Assignment
Each entry below is to be duplicated verbatim.

Extracted information
════════════════
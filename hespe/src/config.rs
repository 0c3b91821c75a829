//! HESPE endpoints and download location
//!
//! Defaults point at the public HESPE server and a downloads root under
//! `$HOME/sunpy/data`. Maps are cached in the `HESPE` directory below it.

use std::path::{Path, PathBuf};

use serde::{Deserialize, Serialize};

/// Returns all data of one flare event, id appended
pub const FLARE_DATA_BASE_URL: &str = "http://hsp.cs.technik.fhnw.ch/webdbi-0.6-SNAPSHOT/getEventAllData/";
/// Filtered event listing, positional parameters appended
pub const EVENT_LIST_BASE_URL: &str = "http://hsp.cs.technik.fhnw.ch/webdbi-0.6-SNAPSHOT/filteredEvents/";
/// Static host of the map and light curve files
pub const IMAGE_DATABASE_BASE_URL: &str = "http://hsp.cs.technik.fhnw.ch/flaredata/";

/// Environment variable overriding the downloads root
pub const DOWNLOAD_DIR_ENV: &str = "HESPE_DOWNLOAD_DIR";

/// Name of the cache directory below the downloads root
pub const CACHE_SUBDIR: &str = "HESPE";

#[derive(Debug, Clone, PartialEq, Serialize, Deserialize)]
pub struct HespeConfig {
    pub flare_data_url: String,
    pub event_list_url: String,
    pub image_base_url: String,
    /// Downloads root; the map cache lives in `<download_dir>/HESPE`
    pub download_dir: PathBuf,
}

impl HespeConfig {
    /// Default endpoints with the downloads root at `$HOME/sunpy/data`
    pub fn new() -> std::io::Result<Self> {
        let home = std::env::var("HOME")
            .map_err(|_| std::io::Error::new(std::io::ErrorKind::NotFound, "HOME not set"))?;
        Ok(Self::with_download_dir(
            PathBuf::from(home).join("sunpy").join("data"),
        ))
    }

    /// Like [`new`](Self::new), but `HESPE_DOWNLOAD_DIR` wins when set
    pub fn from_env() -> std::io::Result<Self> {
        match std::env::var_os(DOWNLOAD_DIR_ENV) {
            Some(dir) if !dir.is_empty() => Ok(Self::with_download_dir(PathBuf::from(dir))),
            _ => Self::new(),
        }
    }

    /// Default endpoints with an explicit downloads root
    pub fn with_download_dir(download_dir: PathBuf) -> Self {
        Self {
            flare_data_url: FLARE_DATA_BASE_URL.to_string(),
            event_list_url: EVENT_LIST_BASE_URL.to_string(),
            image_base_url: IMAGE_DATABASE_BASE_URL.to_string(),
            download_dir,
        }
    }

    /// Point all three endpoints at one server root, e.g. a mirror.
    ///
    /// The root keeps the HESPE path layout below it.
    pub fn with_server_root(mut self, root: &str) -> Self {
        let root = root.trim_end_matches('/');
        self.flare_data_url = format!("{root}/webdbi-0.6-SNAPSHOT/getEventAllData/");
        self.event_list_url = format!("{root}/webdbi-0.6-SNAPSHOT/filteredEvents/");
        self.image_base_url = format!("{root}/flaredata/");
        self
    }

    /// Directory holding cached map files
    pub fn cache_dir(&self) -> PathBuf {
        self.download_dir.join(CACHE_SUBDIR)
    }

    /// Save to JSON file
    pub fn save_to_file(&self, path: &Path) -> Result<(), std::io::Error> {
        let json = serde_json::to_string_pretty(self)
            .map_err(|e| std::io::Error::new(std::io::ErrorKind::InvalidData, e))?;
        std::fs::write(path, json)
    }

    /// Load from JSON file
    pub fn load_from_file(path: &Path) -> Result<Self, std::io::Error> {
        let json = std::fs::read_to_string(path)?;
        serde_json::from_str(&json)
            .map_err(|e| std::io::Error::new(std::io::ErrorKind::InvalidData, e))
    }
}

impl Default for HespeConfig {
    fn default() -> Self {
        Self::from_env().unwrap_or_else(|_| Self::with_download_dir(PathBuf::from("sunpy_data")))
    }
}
════════════════
Result of the exercise
filename hespe/src/config.rs
repository 0c3b91821c75a829
//! HESPE endpoints and download location
//!
//! Defaults point at the public HESPE server and a downloads root under
//! `$HOME/sunpy/data`. Maps are cached in the `HESPE` directory below it.

use std::path::{Path, PathBuf};

use serde::{Deserialize, Serialize};

/// Returns all data of one flare event, id appended
pub const FLARE_DATA_BASE_URL: &str = "http://hsp.cs.technik.fhnw.ch/webdbi-0.6-SNAPSHOT/getEventAllData/";
/// Filtered event listing, positional parameters appended
pub const EVENT_LIST_BASE_URL: &str = "http://hsp.cs.technik.fhnw.ch/webdbi-0.6-SNAPSHOT/filteredEvents/";
/// Static host of the map and light curve files
pub const IMAGE_DATABASE_BASE_URL: &str = "http://hsp.cs.technik.fhnw.ch/flaredata/";

/// Environment variable overriding the downloads root
pub const DOWNLOAD_DIR_ENV: &str = "HESPE_DOWNLOAD_DIR";

/// Name of the cache directory below the downloads root
pub const CACHE_SUBDIR: &str = "HESPE";

#[derive(Debug, Clone, PartialEq, Serialize, Deserialize)]
pub struct HespeConfig {
    pub flare_data_url: String,
    pub event_list_url: String,
    pub image_base_url: String,
    /// Downloads root; the map cache lives in `<download_dir>/HESPE`
    pub download_dir: PathBuf,
}

impl HespeConfig {
    /// Default endpoints with the downloads root at `$HOME/sunpy/data`
    pub fn new() -> std::io::Result<Self> {
        let home = std::env::var("HOME")
            .map_err(|_| std::io::Error::new(std::io::ErrorKind::NotFound, "HOME not set"))?;
        Ok(Self::with_download_dir(
            PathBuf::from(home).join("sunpy").join("data"),
        ))
    }

    /// Like [`new`](Self::new), but `HESPE_DOWNLOAD_DIR` wins when set
    pub fn from_env() -> std::io::Result<Self> {
        match std::env::var_os(DOWNLOAD_DIR_ENV) {
            Some(dir) if !dir.is_empty() => Ok(Self::with_download_dir(PathBuf::from(dir))),
            _ => Self::new(),
        }
    }

    /// Default endpoints with an explicit downloads root
    pub fn with_download_dir(download_dir: PathBuf) -> Self {
        Self {
            flare_data_url: FLARE_DATA_BASE_URL.to_string(),
            event_list_url: EVENT_LIST_BASE_URL.to_string(),
            image_base_url: IMAGE_DATABASE_BASE_URL.to_string(),
            download_dir,
        }
    }

    /// Point all three endpoints at one server root, e.g. a mirror.
    ///
    /// The root keeps the HESPE path layout below it.
    pub fn with_server_root(mut self, root: &str) -> Self {
        let root = root.trim_end_matches('/');
        self.flare_data_url = format!("{root}/webdbi-0.6-SNAPSHOT/getEventAllData/");
        self.event_list_url = format!("{root}/webdbi-0.6-SNAPSHOT/filteredEvents/");
        self.image_base_url = format!("{root}/flaredata/");
        self
    }

    /// Directory holding cached map files
    pub fn cache_dir(&self) -> PathBuf {
        self.download_dir.join(CACHE_SUBDIR)
    }

    /// Save to JSON file
    pub fn save_to_file(&self, path: &Path) -> Result<(), std::io::Error> {
        let json = serde_json::to_string_pretty(self)
            .map_err(|e| std::io::Error::new(std::io::ErrorKind::InvalidData, e))?;
        std::fs::write(path, json)
    }

    /// Load from JSON file
    pub fn load_from_file(path: &Path) -> Result<Self, std::io::Error> {
        let json = std::fs::read_to_string(path)?;
        serde_json::from_str(&json)
            .map_err(|e| std::io::Error::new(std::io::ErrorKind::InvalidData, e))
    }
}

impl Default for HespeConfig {
    fn default() -> Self {
        Self::from_env().unwrap_or_else(|_| Self::with_download_dir(PathBuf::from("sunpy_data")))
    }
}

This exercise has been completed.